David and Chris playing football with village boys at our camp in their school yard.

It was evening by the time we settled in. Still gripped by jet lag and several days of travel we were in our tents and asleep by about 8:30. It was hot and it didn’t cool down much at night. We never knew exactly how hot it was but we guessed it was around 95 degrees F.

 

Forty five years

Forty five years ago I came in direct contact with Tibetan culture for the first time. Prior to that I had seen Tibetan caravans traveling through Tansen, Palpa, Nepal.
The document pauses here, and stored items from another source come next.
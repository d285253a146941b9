// Copyright (c) 2025-2026 Adrian Robinson. Licensed under the AGPL-3.0.
// See LICENSE file in the project root for full license text.

//! Chaos tests: simulate failures and verify graceful degradation.
//!
//! These tests verify the daemon keeps detecting and projecting through
//! worker panics, store errors and slow shutdowns without deadlocking.
//!
//! Run with: cargo test --test chaos_tests -- --nocapture

mod common;

use common::*;
use projection_progress::config::{DaemonConfig, HighWaterConfig};
use projection_progress::daemon::{DaemonState, ShardStatus};
use projection_progress::high_water::HighWaterAgent;
use projection_progress::policy::ErrorCategory;
use projection_progress::store::InMemoryEventLog;
use projection_progress::tracker::ShardStateTracker;
use projection_progress::{ProjectionDaemon, ShardName};
use std::sync::Arc;
use std::time::{Duration, Instant};
use tokio::time::{sleep, timeout};

// =============================================================================
// Detection Worker Faults
// =============================================================================

/// Test: a panicking detection loop is restarted by the heartbeat and the
/// mark keeps advancing afterwards.
#[tokio::test]
async fn detection_panic_is_restarted() {
    let inner = log_with(&[1, 2, 3]).await;
    let log = Arc::new(FaultyLog::new(Arc::clone(&inner)));
    let tracker = Arc::new(ShardStateTracker::new());
    let mut agent = HighWaterAgent::new(
        Arc::clone(&log),
        Arc::clone(&tracker),
        HighWaterConfig::for_testing(),
    );

    agent.start().await.unwrap();
    assert_eq!(tracker.high_water_mark(), 3);

    log.panic_next(1);
    assert!(wait_for(|| agent.restart_count() > 0).await, "heartbeat never restarted the loop");

    inner.commit(4, "TripRecorded", b"4").await;
    assert!(wait_for(|| tracker.high_water_mark() == 4).await);
    assert!(agent.is_running());

    agent.stop().await;
    assert!(!agent.is_running());
}

/// Test: repeated panics, including during the restart bootstrap, are
/// survived as long as the heartbeat keeps ticking.
#[tokio::test]
async fn repeated_panics_do_not_kill_the_agent() {
    let inner = log_with(&[1, 2]).await;
    let log = Arc::new(FaultyLog::new(Arc::clone(&inner)));
    let tracker = Arc::new(ShardStateTracker::new());
    let mut agent = HighWaterAgent::new(
        Arc::clone(&log),
        Arc::clone(&tracker),
        HighWaterConfig::for_testing(),
    );

    agent.start().await.unwrap();
    log.panic_next(3);
    inner.commit(3, "TripRecorded", b"3").await;

    assert!(wait_for(|| tracker.high_water_mark() == 3).await);
    assert!(agent.restart_count() >= 1);

    agent.stop().await;
}

/// Test: store errors during detection are logged and retried on the slow
/// interval; no restart is needed.
#[tokio::test]
async fn injected_store_errors_are_survived() {
    let log = log_with(&[1, 2, 3]).await;
    let tracker = Arc::new(ShardStateTracker::new());
    let mut agent = HighWaterAgent::new(
        Arc::clone(&log),
        Arc::clone(&tracker),
        HighWaterConfig::for_testing(),
    );

    agent.start().await.unwrap();

    log.fail_next(5);
    log.commit(4, "TripRecorded", b"4").await;
    log.commit(5, "TripRecorded", b"5").await;

    assert!(wait_for(|| tracker.high_water_mark() == 5).await);
    assert_eq!(agent.restart_count(), 0);
    assert!(agent.is_running());

    agent.stop().await;
}

/// Test: a bootstrap failure fails the daemon instead of leaving it half
/// started.
#[tokio::test]
async fn bootstrap_failure_fails_daemon() {
    let log = log_with(&[1, 2]).await;
    log.fail_next(1);

    let mut daemon = ProjectionDaemon::new(fast_config(), Arc::clone(&log));
    daemon
        .add_projection(Arc::new(RecordingProjection::new("Trips")))
        .unwrap();

    assert!(daemon.start().await.is_err());
    assert_eq!(daemon.state(), DaemonState::Failed);
    assert!(!daemon.health_check().await.ready);
}

// =============================================================================
// Shard Store Faults
// =============================================================================

/// Test: fetch failures resolve through the policy and the shard catches
/// up once reads succeed again.
#[tokio::test]
async fn fetch_failures_follow_policy() {
    let inner = log_with(&[1, 2, 3]).await;
    let log = Arc::new(FaultyLog::new(Arc::clone(&inner)));
    log.fail_fetches(2);

    let trips = Arc::new(RecordingProjection::new("Trips"));
    let mut daemon = ProjectionDaemon::new(fast_config(), Arc::clone(&log));
    daemon.add_projection(trips.clone()).unwrap();
    daemon
        .exception_policy_mut()
        .unwrap()
        .on(ErrorCategory::EventFetch)
        .retry_later([Duration::from_millis(5), Duration::from_millis(5)])
        .then()
        .stop();

    daemon.start().await.unwrap();

    assert!(wait_for(|| trips.applied() == vec![1, 2, 3]).await);
    let shard = ShardName::all("Trips");
    assert_eq!(daemon.shard_status(&shard).unwrap(), ShardStatus::Running);

    let mut settled = false;
    for _ in 0..100 {
        let health = daemon.health_check().await;
        if health.shards[0].failed_attempts == 0 && health.shards[0].position == 3 {
            settled = true;
            break;
        }
        sleep(Duration::from_millis(5)).await;
    }
    assert!(settled);

    daemon.shutdown().await;
}

/// Test: fetch failures outlasting the retry chain stop the shard without
/// touching its persisted progress.
#[tokio::test]
async fn persistent_fetch_failures_stop_shard() {
    let inner = log_with(&[1, 2, 3]).await;
    let log = Arc::new(FaultyLog::new(Arc::clone(&inner)));
    log.fail_fetches(u32::MAX);

    let trips = Arc::new(RecordingProjection::new("Trips"));
    let mut daemon = ProjectionDaemon::new(fast_config(), Arc::clone(&log));
    daemon.add_projection(trips.clone()).unwrap();
    daemon
        .exception_policy_mut()
        .unwrap()
        .on(ErrorCategory::EventFetch)
        .retry_later([Duration::from_millis(5)]);

    daemon.start().await.unwrap();

    let shard = ShardName::all("Trips");
    assert!(wait_for(|| matches!(daemon.shard_status(&shard), Ok(ShardStatus::Stopped))).await);
    assert!(trips.applied().is_empty());

    let progress = daemon.all_progress().await.unwrap();
    assert!(progress.iter().all(|p| p.shard != shard.identity()));
    assert!(!daemon.health_check().await.healthy);

    daemon.shutdown().await;
}

/// Test: a progress write that fails without a matching rule stops the
/// shard for good, even when the apply failure itself would be skipped.
#[tokio::test]
async fn failed_progress_write_stops_before_skip() {
    let log = log_with(&[1, 2, 3, 4, 5]).await;
    log.fail_persists(u32::MAX);

    let trips = Arc::new(RecordingProjection::new("Trips"));
    trips.fail_always(2, arithmetic());

    let mut daemon = ProjectionDaemon::new(fast_config(), Arc::clone(&log));
    daemon.add_projection(trips.clone()).unwrap();
    daemon
        .exception_policy_mut()
        .unwrap()
        .on(ErrorCategory::ApplyEvent)
        .and_inner(ErrorCategory::Arithmetic)
        .skip_event();
    daemon.start().await.unwrap();

    let shard = ShardName::all("Trips");
    assert!(wait_for(|| matches!(daemon.shard_status(&shard), Ok(ShardStatus::Stopped))).await);
    sleep(Duration::from_millis(50)).await;

    assert_eq!(trips.applied(), vec![1]);
    assert_eq!(trips.attempts(3), 0);
    let health = daemon.health_check().await;
    assert_eq!(health.shards[0].position, 0);
    assert_eq!(health.shards[0].failed_attempts, 1);

    daemon.shutdown().await;
}

// =============================================================================
// Shutdown
// =============================================================================

/// Test: shutdown is prompt even when every sleep is long.
#[tokio::test]
async fn shutdown_interrupts_long_polling() {
    let mut config = DaemonConfig::for_testing();
    config.settings.high_water = HighWaterConfig {
        fast_polling_time: "30s".to_string(),
        slow_polling_time: "60s".to_string(),
        health_check_polling_time: "60s".to_string(),
        leading_edge_buffer: "60s".to_string(),
    };

    let log = log_with(&[1, 2]).await;
    let mut daemon = ProjectionDaemon::new(config, Arc::clone(&log));
    daemon
        .add_projection(Arc::new(RecordingProjection::new("Trips")))
        .unwrap();
    daemon
        .add_projection(Arc::new(RecordingProjection::new("Drivers")))
        .unwrap();
    daemon.start().await.unwrap();

    let started = Instant::now();
    timeout(Duration::from_secs(2), daemon.shutdown())
        .await
        .expect("shutdown should not wait out the polling interval");

    assert!(started.elapsed() < Duration::from_secs(2));
    assert_eq!(daemon.state(), DaemonState::Stopped);
}

/// Test: shutdown while a shard is paused does not wait for the pause.
#[tokio::test]
async fn shutdown_during_pause() {
    let log = log_with(&[1, 2, 3]).await;
    let trips = Arc::new(RecordingProjection::new("Trips"));
    trips.fail_always(2, timeout_error());

    let mut daemon = ProjectionDaemon::new(fast_config(), Arc::clone(&log));
    daemon.add_projection(trips.clone()).unwrap();
    daemon
        .exception_policy_mut()
        .unwrap()
        .on(ErrorCategory::ApplyEvent)
        .and_inner(ErrorCategory::Timeout)
        .pause(Duration::from_secs(60));
    daemon.start().await.unwrap();

    let shard = ShardName::all("Trips");
    assert!(wait_for(|| matches!(daemon.shard_status(&shard), Ok(ShardStatus::Paused))).await);

    timeout(Duration::from_secs(2), daemon.shutdown())
        .await
        .expect("shutdown should interrupt the pause");
    assert_eq!(trips.applied(), vec![1]);
}

/// Test: shutting down twice, or before start, is harmless.
#[tokio::test]
async fn shutdown_is_idempotent() {
    let log = Arc::new(InMemoryEventLog::new());
    let mut daemon = ProjectionDaemon::new(fast_config(), Arc::clone(&log));
    daemon.shutdown().await;
    assert_eq!(daemon.state(), DaemonState::Stopped);
    daemon.shutdown().await;
    assert_eq!(daemon.state(), DaemonState::Stopped);
    assert!(daemon.start().await.is_err());
}

// =============================================================================
// Concurrency
// =============================================================================

/// Test: many writers committing out of order still reach the shard in
/// sequence order.
#[tokio::test]
async fn concurrent_writers_apply_in_order() {
    let log = Arc::new(InMemoryEventLog::new());
    let trips = Arc::new(RecordingProjection::new("Trips"));

    let mut daemon = ProjectionDaemon::new(fast_config(), Arc::clone(&log));
    daemon.add_projection(trips.clone()).unwrap();
    daemon.start().await.unwrap();

    let mut writers = Vec::new();
    for _ in 0..8 {
        let log = Arc::clone(&log);
        writers.push(tokio::spawn(async move {
            for _ in 0..10 {
                let position = log.reserve().await;
                tokio::task::yield_now().await;
                log.commit(position, "TripRecorded", b"").await;
            }
        }));
    }
    for writer in writers {
        writer.await.unwrap();
    }

    assert!(wait_for(|| trips.applied().len() == 80).await);
    let applied = trips.applied();
    assert!(applied.windows(2).all(|w| w[0] < w[1]), "shard must apply in order");
    assert_eq!(applied.first(), Some(&1));
    assert_eq!(applied.last(), Some(&80));

    daemon.shutdown().await;
}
I was well aware of the situation on the other side of the Himalayan mountains and I had even been in the audience when the Dalai Lama visited my school in Mussoorie, U.P. India soon after his escape from Tibet in 1959.

It was December, 1964. I was sixteen then. We had holidays in the winter because the school was in the mountains and I had been invited on a bird collecting expedition up the Kali Gandaki River. We hiked from Pokhara up over the Ghorepani pass to the Kali Gandaki and then up the river from Tatopani to Lete, Ghasa, and the amazing bend in the river at the foot of Dhaulagiri. (I’m sure I can claim to be one of the very first expatriates on what has come to be known as the “Annapurna Curcuit” and very definitely the first teenager.)

Trekking in Nepal, age 18

Trekking in Nepal, age 18

At this point I stood in the deepest gorge above sea level; the river runs at 6,000 feet above sea level while both Dhaulagiri to the west and Annapurna further to the east are above 26,000 feet. Another amazing thing about this bend in the river is the abrupt climate and ecological change from subtropic and temperate to desert alpine; from the lush southern slopes of the Himalayas that get drenched with monsoon rains to the arid trans-Himalayan plateau of Tibet. Culturally, of course, there is also a remarkable abrupt change – from Indian Subcontinental to Central Asian.

Now I’m sixty one. It’s been forty five years since I was on that expedition. Further up the Kali Gandaki River, just beyond Jomsom on our way up to Muktinath, the three of us – two Americans and a Briton – found ourselves surrounded by armed men on horseback. They demanded to know where we were going and what we were doing with guns. I wasn’t carrying one, but the other two had shotguns for bagging larger birds we would be sending off for the Chicago Natural History Museum’s collection of Himalayan birds. One of the men on horseback rode over and grabbed a shotgun and examined it. It was passed around and examined carefully. My collegue opened up one of the shotgun shells and showed the horseman the tiny birdshot inside. We were suddenly surrounded by horsemen howling with laughter when it was clear to them we were hunting and collecting birds. We showed them a few specimens.

In broken English and Nepali we managed to communicate with these rough riders. We discovered – and had already guessed – that they were Khampa warriors who were engaging and harassing the People’s Liberation Army across the border inside Chinese occupied Tibet. When they learned that two of us were Americans they did the thumbs up sign and said, “America, good!” They pointed to the sky and indicated supplies were dropped by American planes.

The conflict between Tibetans and Chinese Communism has been going on for over fifty years. The armed struggle by this tiny group of warriors stopped ten years later (by 1974). That is an interesting story all its own. Since then the Dalai Lama has tried to reach an understanding with the leaders of China about the occupation of Tibet. But this is a story that many people are well aware of especially since the world wide protests against Chinese suppression of Tibetan human rights during the Olympic Torch Relays earlier this year.

I have visited Western Sichuan, or Kham – where the Khampa warriors come from – but I have not been to Lhasa or any part of the TAR. Someday I would like to go there, someday when both Tibetans and Chinese recognize their interdependence and can live with mutual respect and affection for each other.